#### What to do:
The data shown below should all be retyped exactly.

#### Available records:
//! Download job routes
//!
//! - `GET /download-jobs?kind&status` - List job snapshots, newest first
//! - `GET /download-jobs/:job_id` - Single job snapshot
//!
//! The per-kind `download-status`, `bulk-download` and `:code/sync` routes
//! reuse [`download_status`], [`bulk_download`] and [`sync_component`].

use axum::{
    extract::{Path, Query, State},
    http::StatusCode,
    response::{IntoResponse, Response},
    routing::get,
    Json, Router,
};

use super::{
    commands::{submit, sync, SubmitDownloadCommand, SyncComponentCommand},
    queries::{get_job, list_jobs, GetDownloadJobQuery, ListDownloadJobsQuery},
};
use crate::api::response::{ApiResponse, ApiResult};
use crate::ingest::{IngestErrorKind, IngestService, ItemResult, JobKind};
use crate::middleware::AdminUser;

pub fn download_jobs_routes() -> Router<IngestService> {
    Router::new()
        .route("/download-jobs", get(list_download_jobs))
        .route("/download-jobs/:job_id", get(download_status))
}

/// List download jobs
///
/// # Endpoint
///
/// `GET /api/download-jobs?kind=units&status=completed`
///
/// # Response
///
/// - `200 OK` - `{"success":true,"data":{"jobs":[...],"total":n}}`
/// - `400 Bad Request` - Unknown kind or status
#[tracing::instrument(skip(admin, service, query), fields(user_id = %admin.user_id))]
async fn list_download_jobs(
    admin: AdminUser,
    State(service): State<IngestService>,
    Query(query): Query<ListDownloadJobsQuery>,
) -> ApiResult<Response> {
    let response = list_jobs::handle(&service, query).await?;
    Ok(ApiResponse::success(response).into_response())
}

/// Job snapshot as plain JSON
///
/// # Response
///
/// - `200 OK` - The job
/// - `404 Not Found` - "Download job not found"
#[tracing::instrument(skip(admin, service), fields(user_id = %admin.user_id))]
pub(crate) async fn download_status(
    admin: AdminUser,
    State(service): State<IngestService>,
    Path(job_id): Path<String>,
) -> ApiResult<Response> {
    let job = get_job::handle(&service, GetDownloadJobQuery { job_id }).await?;
    Ok(Json(job).into_response())
}

/// Queue a job for a JSON array of codes
///
/// # Response
///
/// - `200 OK` - `{"jobId","message","status":"queued"}`
/// - `400 Bad Request` - Empty list or blank code
pub(crate) async fn bulk_download(
    admin: AdminUser,
    service: &IngestService,
    kind: JobKind,
    codes: Vec<String>,
) -> ApiResult<Response> {
    let command = SubmitDownloadCommand::new(kind, codes, Some(admin.user_id));
    let response = submit::handle(service, command).await?;

    tracing::info!(
        job_id = %response.job_id,
        kind = kind.as_str(),
        "Download job submitted via API"
    );

    Ok(Json(response).into_response())
}

/// HTTP status for a synced item
fn sync_status(result: &ItemResult) -> StatusCode {
    match result {
        ItemResult::Success { .. } => StatusCode::OK,
        ItemResult::Failed { kind, .. } => match kind {
            IngestErrorKind::NotFound => StatusCode::NOT_FOUND,
            IngestErrorKind::ParseEmpty => StatusCode::UNPROCESSABLE_ENTITY,
            IngestErrorKind::Auth | IngestErrorKind::Transport | IngestErrorKind::Malformed => {
                StatusCode::BAD_GATEWAY
            },
            IngestErrorKind::Config | IngestErrorKind::Db => StatusCode::INTERNAL_SERVER_ERROR,
        },
    }
}

/// Ingest one code synchronously
///
/// # Response
///
/// - `200 OK` - `{"code","status":"success","recordId"}`
/// - `404` / `422` / `502` / `500` - `{"code","status":"failed","error","kind"}`
/// - `400 Bad Request` - Blank code
/// - `500 Internal Server Error` - Upstream credentials not configured
pub(crate) async fn sync_component(
    admin: AdminUser,
    service: &IngestService,
    kind: JobKind,
    code: String,
) -> ApiResult<Response> {
    let command = SyncComponentCommand::new(kind, code, Some(admin.user_id));
    let result = sync::handle(service, command).await?;

    tracing::info!(
        code = result.code(),
        kind = kind.as_str(),
        "Component synced via API"
    );

    Ok((sync_status(&result), Json(result)).into_response())
}
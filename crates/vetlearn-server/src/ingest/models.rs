//! Data models for ingestion
//!
//! Row payloads handed to the ingest store and the element tree produced by
//! the unit XML parser.

use chrono::{DateTime, NaiveDate, NaiveDateTime, Utc};
use serde::{Deserialize, Serialize};

/// Upsert payload for a training package
#[derive(Debug, Clone, Default, PartialEq, Serialize, Deserialize)]
pub struct PackageRecord {
    pub code: String,
    pub title: String,
    pub description: Option<String>,
    pub status: Option<String>,
    pub release_date: Option<DateTime<Utc>>,
    pub xml_file: Option<String>,
}

/// Upsert payload for a qualification or a skillset
#[derive(Debug, Clone, Default, PartialEq, Serialize, Deserialize)]
pub struct ComponentRecord {
    pub code: String,
    pub training_package_id: i64,
    pub title: String,
    pub description: Option<String>,
    pub status: Option<String>,
    pub release_date: Option<DateTime<Utc>>,
    pub xml_file: Option<String>,
}

/// Upsert payload for a unit of competency
#[derive(Debug, Clone, Default, PartialEq, Serialize, Deserialize)]
pub struct UnitRecord {
    pub code: String,
    pub training_package_id: Option<i64>,
    pub title: String,
    pub description: Option<String>,
    pub status: Option<String>,
    pub release_date: Option<DateTime<Utc>>,
    pub xml_file: Option<String>,
    pub assessment_requirements_file: Option<String>,
}

/// One element of a unit with its performance criteria, in document order
#[derive(Debug, Clone, PartialEq, Eq, Serialize, Deserialize)]
pub struct ParsedElement {
    /// Ordinal exactly as written in the source, e.g. "1" or "A1"
    pub element_number: String,
    pub element_text: String,
    pub performance_criteria: Vec<ParsedCriterion>,
}

#[derive(Debug, Clone, PartialEq, Eq, Serialize, Deserialize)]
pub struct ParsedCriterion {
    /// Ordinal exactly as written in the source, e.g. "1.1" or "A1.2"
    pub pc_number: String,
    pub pc_text: String,
}

impl ParsedElement {
    pub fn new(element_number: impl Into<String>, element_text: impl Into<String>) -> Self {
        Self {
            element_number: element_number.into(),
            element_text: element_text.into(),
            performance_criteria: Vec::new(),
        }
    }

    pub fn with_criterion(mut self, pc_number: impl Into<String>, pc_text: impl Into<String>) -> Self {
        self.performance_criteria.push(ParsedCriterion {
            pc_number: pc_number.into(),
            pc_text: pc_text.into(),
        });
        self
    }
}

/// Row counts written by one element replacement
#[derive(Debug, Clone, Copy, Default, PartialEq, Eq, Serialize, Deserialize)]
pub struct ReplaceSummary {
    pub elements: usize,
    pub criteria: usize,
}

impl ReplaceSummary {
    pub fn of(elements: &[ParsedElement]) -> Self {
        Self {
            elements: elements.len(),
            criteria: elements.iter().map(|e| e.performance_criteria.len()).sum(),
        }
    }
}

/// Parse an upstream release date.
///
/// Accepts RFC 3339, a naive `YYYY-MM-DDTHH:MM:SS[.fff]` taken as UTC, or a
/// bare date. Anything else yields `None`.
pub fn parse_release_date(raw: &str) -> Option<DateTime<Utc>> {
    let raw = raw.trim();
    if raw.is_empty() {
        return None;
    }

    if let Ok(dt) = DateTime::parse_from_rfc3339(raw) {
        return Some(dt.with_timezone(&Utc));
    }

    for format in ["%Y-%m-%dT%H:%M:%S%.f", "%Y-%m-%dT%H:%M:%S", "%Y-%m-%d %H:%M:%S"] {
        if let Ok(naive) = NaiveDateTime::parse_from_str(raw, format) {
            return Some(naive.and_utc());
        }
    }

    NaiveDate::parse_from_str(raw, "%Y-%m-%d")
        .ok()
        .and_then(|d| d.and_hms_opt(0, 0, 0))
        .map(|naive| naive.and_utc())
}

#### Problem solution:
//! Download job routes
//!
//! - `GET /download-jobs?kind&status` - List job snapshots, newest first
//! - `GET /download-jobs/:job_id` - Single job snapshot
//!
//! The per-kind `download-status`, `bulk-download` and `:code/sync` routes
//! reuse [`download_status`], [`bulk_download`] and [`sync_component`].

use axum::{
    extract::{Path, Query, State},
    http::StatusCode,
    response::{IntoResponse, Response},
    routing::get,
    Json, Router,
};

use super::{
    commands::{submit, sync, SubmitDownloadCommand, SyncComponentCommand},
    queries::{get_job, list_jobs, GetDownloadJobQuery, ListDownloadJobsQuery},
};
use crate::api::response::{ApiResponse, ApiResult};
use crate::ingest::{IngestErrorKind, IngestService, ItemResult, JobKind};
use crate::middleware::AdminUser;

pub fn download_jobs_routes() -> Router<IngestService> {
    Router::new()
        .route("/download-jobs", get(list_download_jobs))
        .route("/download-jobs/:job_id", get(download_status))
}

/// List download jobs
///
/// # Endpoint
///
/// `GET /api/download-jobs?kind=units&status=completed`
///
/// # Response
///
/// - `200 OK` - `{"success":true,"data":{"jobs":[...],"total":n}}`
/// - `400 Bad Request` - Unknown kind or status
#[tracing::instrument(skip(admin, service, query), fields(user_id = %admin.user_id))]
async fn list_download_jobs(
    admin: AdminUser,
    State(service): State<IngestService>,
    Query(query): Query<ListDownloadJobsQuery>,
) -> ApiResult<Response> {
    let response = list_jobs::handle(&service, query).await?;
    Ok(ApiResponse::success(response).into_response())
}

/// Job snapshot as plain JSON
///
/// # Response
///
/// - `200 OK` - The job
/// - `404 Not Found` - "Download job not found"
#[tracing::instrument(skip(admin, service), fields(user_id = %admin.user_id))]
pub(crate) async fn download_status(
    admin: AdminUser,
    State(service): State<IngestService>,
    Path(job_id): Path<String>,
) -> ApiResult<Response> {
    let job = get_job::handle(&service, GetDownloadJobQuery { job_id }).await?;
    Ok(Json(job).into_response())
}

/// Queue a job for a JSON array of codes
///
/// # Response
///
/// - `200 OK` - `{"jobId","message","status":"queued"}`
/// - `400 Bad Request` - Empty list or blank code
pub(crate) async fn bulk_download(
    admin: AdminUser,
    service: &IngestService,
    kind: JobKind,
    codes: Vec<String>,
) -> ApiResult<Response> {
    let command = SubmitDownloadCommand::new(kind, codes, Some(admin.user_id));
    let response = submit::handle(service, command).await?;

    tracing::info!(
        job_id = %response.job_id,
        kind = kind.as_str(),
        "Download job submitted via API"
    );

    Ok(Json(response).into_response())
}

/// HTTP status for a synced item
fn sync_status(result: &ItemResult) -> StatusCode {
    match result {
        ItemResult::Success { .. } => StatusCode::OK,
        ItemResult::Failed { kind, .. } => match kind {
            IngestErrorKind::NotFound => StatusCode::NOT_FOUND,
            IngestErrorKind::ParseEmpty => StatusCode::UNPROCESSABLE_ENTITY,
            IngestErrorKind::Auth | IngestErrorKind::Transport | IngestErrorKind::Malformed => {
                StatusCode::BAD_GATEWAY
            },
            IngestErrorKind::Config | IngestErrorKind::Db => StatusCode::INTERNAL_SERVER_ERROR,
        },
    }
}

/// Ingest one code synchronously
///
/// # Response
///
/// - `200 OK` - `{"code","status":"success","recordId"}`
/// - `404` / `422` / `502` / `500` - `{"code","status":"failed","error","kind"}`
/// - `400 Bad Request` - Blank code
/// - `500 Internal Server Error` - Upstream credentials not configured
pub(crate) async fn sync_component(
    admin: AdminUser,
    service: &IngestService,
    kind: JobKind,
    code: String,
) -> ApiResult<Response> {
    let command = SyncComponentCommand::new(kind, code, Some(admin.user_id));
    let result = sync::handle(service, command).await?;

    tracing::info!(
        code = result.code(),
        kind = kind.as_str(),
        "Component synced via API"
    );

    Ok((sync_status(&result), Json(result)).into_response())
}
filename crates/vetlearn-server/src/ingest/models.rs
//! Data models for ingestion
//!
//! Row payloads handed to the ingest store and the element tree produced by
//! the unit XML parser.

use chrono::{DateTime, NaiveDate, NaiveDateTime, Utc};
use serde::{Deserialize, Serialize};

/// Upsert payload for a training package
#[derive(Debug, Clone, Default, PartialEq, Serialize, Deserialize)]
pub struct PackageRecord {
    pub code: String,
    pub title: String,
    pub description: Option<String>,
    pub status: Option<String>,
    pub release_date: Option<DateTime<Utc>>,
    pub xml_file: Option<String>,
}

/// Upsert payload for a qualification or a skillset
#[derive(Debug, Clone, Default, PartialEq, Serialize, Deserialize)]
pub struct ComponentRecord {
    pub code: String,
    pub training_package_id: i64,
    pub title: String,
    pub description: Option<String>,
    pub status: Option<String>,
    pub release_date: Option<DateTime<Utc>>,
    pub xml_file: Option<String>,
}

/// Upsert payload for a unit of competency
#[derive(Debug, Clone, Default, PartialEq, Serialize, Deserialize)]
pub struct UnitRecord {
    pub code: String,
    pub training_package_id: Option<i64>,
    pub title: String,
    pub description: Option<String>,
    pub status: Option<String>,
    pub release_date: Option<DateTime<Utc>>,
    pub xml_file: Option<String>,
    pub assessment_requirements_file: Option<String>,
}

/// One element of a unit with its performance criteria, in document order
#[derive(Debug, Clone, PartialEq, Eq, Serialize, Deserialize)]
pub struct ParsedElement {
    /// Ordinal exactly as written in the source, e.g. "1" or "A1"
    pub element_number: String,
    pub element_text: String,
    pub performance_criteria: Vec<ParsedCriterion>,
}

#[derive(Debug, Clone, PartialEq, Eq, Serialize, Deserialize)]
pub struct ParsedCriterion {
    /// Ordinal exactly as written in the source, e.g. "1.1" or "A1.2"
    pub pc_number: String,
    pub pc_text: String,
}

impl ParsedElement {
    pub fn new(element_number: impl Into<String>, element_text: impl Into<String>) -> Self {
        Self {
            element_number: element_number.into(),
            element_text: element_text.into(),
            performance_criteria: Vec::new(),
        }
    }

    pub fn with_criterion(mut self, pc_number: impl Into<String>, pc_text: impl Into<String>) -> Self {
        self.performance_criteria.push(ParsedCriterion {
            pc_number: pc_number.into(),
            pc_text: pc_text.into(),
        });
        self
    }
}

/// Row counts written by one element replacement
#[derive(Debug, Clone, Copy, Default, PartialEq, Eq, Serialize, Deserialize)]
pub struct ReplaceSummary {
    pub elements: usize,
    pub criteria: usize,
}

impl ReplaceSummary {
    pub fn of(elements: &[ParsedElement]) -> Self {
        Self {
            elements: elements.len(),
            criteria: elements.iter().map(|e| e.performance_criteria.len()).sum(),
        }
    }
}

/// Parse an upstream release date.
///
/// Accepts RFC 3339, a naive `YYYY-MM-DDTHH:MM:SS[.fff]` taken as UTC, or a
/// bare date. Anything else yields `None`.
pub fn parse_release_date(raw: &str) -> Option<DateTime<Utc>> {
    let raw = raw.trim();
    if raw.is_empty() {
        return None;
    }

    if let Ok(dt) = DateTime::parse_from_rfc3339(raw) {
        return Some(dt.with_timezone(&Utc));
    }

    for format in ["%Y-%m-%dT%H:%M:%S%.f", "%Y-%m-%dT%H:%M:%S", "%Y-%m-%d %H:%M:%S"] {
        if let Ok(naive) = NaiveDateTime::parse_from_str(raw, format) {
            return Some(naive.and_utc());
        }
    }

    NaiveDate::parse_from_str(raw, "%Y-%m-%d")
        .ok()
        .and_then(|d| d.and_hms_opt(0, 0, 0))
        .map(|naive| naive.and_utc())
}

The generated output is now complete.